Network envisages a world that has dispensed with ideology, politics, nations, cultures, and has been replaced – in the words of the head of the UBS network, Mr Jensen – by the “endless, inexorable movement of money” (ibid, p.67). The media is the sole producer of truth and ideas have become defunct.

The brilliance of Network is to show that a litany of facts and statistics – whose been assassinated, what price the dollar is at, who said what in a speech – does not constitute the truth as people experience it in their daily lives. Information means little if we don’t believe in it’s veracity. When the facts stop making sense, all we have left is our gut instincts, a feeling that things aren’t the way they’re supposed to be. But Diana recognises that cynicism about the world isn’t enough to stir an audience’s emotions. The popular rage of the public does not just manifest in feelings of fear and resentment, but of a desire for change; for control. When the media tells the public that the only change can come from watching more news, which externalises their anxieties into an informational silo, the real world becomes the news.

Jan Versweyveld and Tal Yarden’s sublime design for the National Theatre production brilliantly creates a world of screens that fracture the audience’s perception of where the real action is taking place. Spectators can frantically search for the live actors admist a mass of cameras and microphones and still fail to find them. The audience are forced to watch most the action on a huge screen upstage. The effect is a double mediation of Network’s fictional reality. Howard’s paranoid proclamations of an America in crisis are made televisual flesh as a live broadcast.

The presience of Chayefsky’s writing is eerie. Bryan Cranston channels the conspiratorial tones of Fox News anchors in his description of America losing it’s greatness by selling it off to the highest bidder. The homely conspiratorial relationship he creates with the audience is reminiscent of Glenn Beck’s bizarre 9.12 project – an undefined programme for reinvigorating patriotism that harnesses the public trauma of a terrorist attack.

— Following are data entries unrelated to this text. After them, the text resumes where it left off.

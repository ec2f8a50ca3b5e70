//! SQLite registry of pipeline sessions.
//!
//! RULE: Only store.rs talks to the database.
//! The registry records what was generated and how the model scored;
//! the CSV tables stay the source of truth for the data itself.

use crate::{
    error::TelemetryResult,
    fault::Regime,
    health::RunHealthSummary,
    metrics::{ClassMetrics, ClassificationReport},
    run::Run,
};
use rusqlite::{params, Connection, OptionalExtension};
use std::path::Path;

pub struct PipelineStore {
    conn: Connection,
}

/// Fresh session identifier.
pub fn new_session_id() -> String {
    uuid::Uuid::new_v4().to_string()
}

impl PipelineStore {
    /// Open (or create) the registry at `path`.
    pub fn open(path: &Path) -> TelemetryResult<Self> {
        if let Some(parent) = path.parent().filter(|p| !p.as_os_str().is_empty()) {
            std::fs::create_dir_all(parent)?;
        }
        let conn = Connection::open(path)?;
        conn.execute_batch("PRAGMA journal_mode=WAL;")?;
        conn.execute_batch("PRAGMA foreign_keys=ON;")?;
        Ok(Self { conn })
    }

    /// Open an in-memory registry (used in tests).
    pub fn in_memory() -> TelemetryResult<Self> {
        let conn = Connection::open_in_memory()?;
        conn.execute_batch("PRAGMA foreign_keys=ON;")?;
        Ok(Self { conn })
    }

    /// Apply all schema migrations in order.
    pub fn migrate(&self) -> TelemetryResult<()> {
        self.conn.execute_batch(include_str!("../migrations/001_registry.sql"))?;
        Ok(())
    }

    // ── Session ────────────────────────────────────────────────

    pub fn insert_session(
        &self,
        session_id: &str,
        kind: &str,
        seed: u64,
        config_json: &str,
    ) -> TelemetryResult<()> {
        self.conn.execute(
            "INSERT INTO session (session_id, kind, seed, version, config_json, started_at)
             VALUES (?1, ?2, ?3, ?4, ?5, ?6)",
            params![
                session_id,
                kind,
                seed as i64,
                env!("CARGO_PKG_VERSION"),
                config_json,
                chrono::Utc::now().to_rfc3339(),
            ],
        )?;
        Ok(())
    }

    /// Most recent session of a kind, by start time.
    pub fn latest_session(&self, kind: &str) -> TelemetryResult<Option<String>> {
        let id = self
            .conn
            .query_row(
                "SELECT session_id FROM session WHERE kind = ?1
                 ORDER BY started_at DESC, rowid DESC LIMIT 1",
                params![kind],
                |row| row.get(0),
            )
            .optional()?;
        Ok(id)
    }

    // ── Generated runs ─────────────────────────────────────────

    pub fn record_generated_run(&self, session_id: &str, run: &Run, path: &Path) -> TelemetryResult<()> {
        self.conn.execute(
            "INSERT INTO generated_run (session_id, run_id, regime, replicate, seed, samples, path)
             VALUES (?1, ?2, ?3, ?4, ?5, ?6, ?7)",
            params![
                session_id,
                run.run_id,
                run.regime.as_str(),
                run.replicate as i64,
                run.seed as i64,
                run.len() as i64,
                path.display().to_string(),
            ],
        )?;
        Ok(())
    }

    pub fn generated_run_count(&self, session_id: &str) -> TelemetryResult<i64> {
        let n = self.conn.query_row(
            "SELECT COUNT(*) FROM generated_run WHERE session_id = ?1",
            params![session_id],
            |row| row.get(0),
        )?;
        Ok(n)
    }

    /// (run_id, seed) pairs of a session, in insertion order.
    pub fn generated_seeds(&self, session_id: &str) -> TelemetryResult<Vec<(String, u64)>> {
        let mut stmt = self.conn.prepare(
            "SELECT run_id, seed FROM generated_run WHERE session_id = ?1 ORDER BY id ASC",
        )?;
        let rows = stmt
            .query_map(params![session_id], |row| {
                Ok((row.get::<_, String>(0)?, row.get::<_, i64>(1)? as u64))
            })?
            .collect::<Result<Vec<_>, _>>()?;
        Ok(rows)
    }

    // ── Evaluation ─────────────────────────────────────────────

    pub fn record_report(
        &self,
        session_id: &str,
        classifier: &str,
        report: &ClassificationReport,
    ) -> TelemetryResult<()> {
        for c in &report.classes {
            self.conn.execute(
                "INSERT INTO class_metric (session_id, classifier, label, precision, recall, f1, support)
                 VALUES (?1, ?2, ?3, ?4, ?5, ?6, ?7)",
                params![
                    session_id,
                    classifier,
                    c.label.as_str(),
                    c.precision,
                    c.recall,
                    c.f1,
                    c.support as i64,
                ],
            )?;
        }
        Ok(())
    }

    pub fn class_metrics(&self, session_id: &str) -> TelemetryResult<Vec<ClassMetrics>> {
        let mut stmt = self.conn.prepare(
            "SELECT label, precision, recall, f1, support
             FROM class_metric WHERE session_id = ?1 ORDER BY id ASC",
        )?;
        let raw = stmt
            .query_map(params![session_id], |row| {
                Ok((
                    row.get::<_, String>(0)?,
                    row.get::<_, f64>(1)?,
                    row.get::<_, f64>(2)?,
                    row.get::<_, f64>(3)?,
                    row.get::<_, i64>(4)?,
                ))
            })?
            .collect::<Result<Vec<_>, _>>()?;

        raw.into_iter()
            .map(|(label, precision, recall, f1, support)| -> TelemetryResult<ClassMetrics> {
                Ok(ClassMetrics {
                    label: label.parse::<Regime>()?,
                    precision,
                    recall,
                    f1,
                    support: support as usize,
                })
            })
            .collect()
    }

    pub fn record_run_health(&self, session_id: &str, summaries: &[RunHealthSummary]) -> TelemetryResult<()> {
        for s in summaries {
            self.conn.execute(
                "INSERT INTO run_health (session_id, run_id, label, samples, mean_health, min_health, first_alarm)
                 VALUES (?1, ?2, ?3, ?4, ?5, ?6, ?7)",
                params![
                    session_id,
                    s.run_id,
                    s.label.map(|l| l.as_str()),
                    s.samples as i64,
                    s.mean_health,
                    s.min_health,
                    s.first_alarm,
                ],
            )?;
        }
        Ok(())
    }

    pub fn run_health(&self, session_id: &str) -> TelemetryResult<Vec<RunHealthSummary>> {
        let mut stmt = self.conn.prepare(
            "SELECT run_id, label, samples, mean_health, min_health, first_alarm
             FROM run_health WHERE session_id = ?1 ORDER BY id ASC",
        )?;
        let raw = stmt
            .query_map(params![session_id], |row| {
                Ok((
                    row.get::<_, String>(0)?,
                    row.get::<_, Option<String>>(1)?,
                    row.get::<_, i64>(2)?,
                    row.get::<_, f64>(3)?,
                    row.get::<_, f64>(4)?,
                    row.get::<_, Option<f64>>(5)?,
                ))
            })?
            .collect::<Result<Vec<_>, _>>()?;

        raw.into_iter()
            .map(|(run_id, label, samples, mean_health, min_health, first_alarm)| -> TelemetryResult<RunHealthSummary> {
                Ok(RunHealthSummary {
                    run_id,
                    label: label.map(|l| l.parse::<Regime>()).transpose()?,
                    samples: samples as usize,
                    mean_health,
                    min_health,
                    first_alarm,
                })
            })
            .collect()
    }
}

Chayefsky not only foresaw how the media could be weaponised by terrorist groups to spread fear and propaganda but also understood how capitalist economies can absorb such horror and refract it back to the public as entertainment. To boost the flailing UBS’s flailing ratings Diana pitches an idea for a TV show, The Terror Hour, which would show a film released by a terrorist group followed by interviews with the friends and family of the berieved. It is rejected outright by the editors, but the basic premise of The Terror Hour is one we can now choose to experience online. 9/11 was the first mediated terrorist attack broadcast in live time. Films of ISIS executions have become a recurrent feature on the news and can be accessed in a few clicks. Good taste is just a matter of finding the right medium.

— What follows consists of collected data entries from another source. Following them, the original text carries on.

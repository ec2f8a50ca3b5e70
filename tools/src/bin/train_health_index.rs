//! train-health-index: features, classifier, health index, plots.
//!
//! Usage:
//!   train-health-index --data-dir data --figures-dir figures
//!   train-health-index --config pipeline.json --json

use anyhow::Result;
use clap::Parser;
use enginehealth_core::{config::PipelineConfig, pipeline::train_and_evaluate, store::PipelineStore};
use std::path::PathBuf;

#[derive(Parser, Debug)]
#[command(name = "train-health-index")]
#[command(about = "Train the regime classifier and derive the engine health index", long_about = None)]
struct Args {
    /// JSON pipeline config; flags below override its values
    #[arg(long)]
    config: Option<PathBuf>,

    /// Directory holding the generated run CSV files
    #[arg(long)]
    data_dir: Option<PathBuf>,

    /// Directory for rendered SVG figures
    #[arg(long)]
    figures_dir: Option<PathBuf>,

    /// Rolling window length in samples
    #[arg(long)]
    window: Option<usize>,

    /// Number of trees in the forest
    #[arg(long)]
    trees: Option<usize>,

    /// Health index alarm threshold
    #[arg(long)]
    threshold: Option<f64>,

    /// Trailing moving-average window applied to the health index
    #[arg(long)]
    smoothing: Option<usize>,

    /// Skip the SQLite run registry
    #[arg(long, default_value_t = false)]
    no_registry: bool,

    /// Print the classification report as JSON
    #[arg(long, default_value_t = false)]
    json: bool,
}

fn main() -> Result<()> {
    env_logger::init();
    let args = Args::parse();

    let mut config = match &args.config {
        Some(path) => PipelineConfig::load(path)?,
        None => PipelineConfig::default(),
    };
    if let Some(v) = args.data_dir    { config.paths.data_dir = v; }
    if let Some(v) = args.figures_dir { config.paths.figures_dir = v; }
    if let Some(v) = args.window      { config.features.window = v; }
    if let Some(v) = args.trees       { config.forest.n_estimators = v; }
    if let Some(v) = args.threshold   { config.health.alarm_threshold = v; }
    if args.smoothing.is_some()       { config.health.smoothing_window = args.smoothing; }

    let store = if args.no_registry {
        None
    } else {
        let store = PipelineStore::open(&config.registry_path())?;
        store.migrate()?;
        log::debug!("registry at {}", config.registry_path().display());
        Some(store)
    };

    let report = train_and_evaluate(&config, store.as_ref())?;
    let eval = &report.evaluation;

    if args.json {
        println!("{}", serde_json::to_string_pretty(&eval.report)?);
        return Ok(());
    }

    println!("Classification report (fault vs normal regimes):");
    println!("{}", eval.report);

    println!("=== HEALTH SUMMARY ===");
    for s in &eval.summaries {
        let alarm = s
            .first_alarm
            .map(|t| format!("{t:.0} s"))
            .unwrap_or_else(|| "-".into());
        println!(
            "  {:<28} mean {:.3} | min {:.3} | first alarm {alarm}",
            s.run_id, s.mean_health, s.min_health
        );
    }
    println!();
    println!("  session:     {}", report.session_id);
    println!("  health csv:  {}", report.health_csv.display());
    for fig in &report.figures {
        println!("  figure:      {}", fig.display());
    }
    Ok(())
}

The information ecology Network depicts is one that does not seek to explain the world but to embed the TV audience deeper and deeper in the information web of insatiable consumerism. Freedom in this ecology can only be expressed as a chant:

I’M MAD AS HELL AND I’M NOT GOING TO TAKE IT ANYMORE.

No action can follow this chant because ignorance, rage and fear are the natural order of things. The only reality is money, and once we grow tired of buying things we start to consume ourselves until our individual voice gets lost in the noise of the crowd. As Howard tells the audience in the manner of a wise father helping his children grow up, the real world works by

accepting that we are not the emperors of ourselves, we are bees in the hive, it’s not our individuality which makes us rich, but communality. We must ask how we can advance the whole rather than ourselves, each of us just a tiny node in the grand, glorious network.

(Hall, 2017, p.70).

This superb production tells us that it is not enough to know that information can entrap us inside informational silos; the internet isn’t going anywhere. What matters is arguing for a media that does not package our feelings into stories that amplify our fears into a collective howl of ecsatic rage. Network is a powerful response to our post-truth moment and leaves the audience yearning for more thinking and less feeling in our political culture.

Network runs at the National Theatre until 24th March 2018.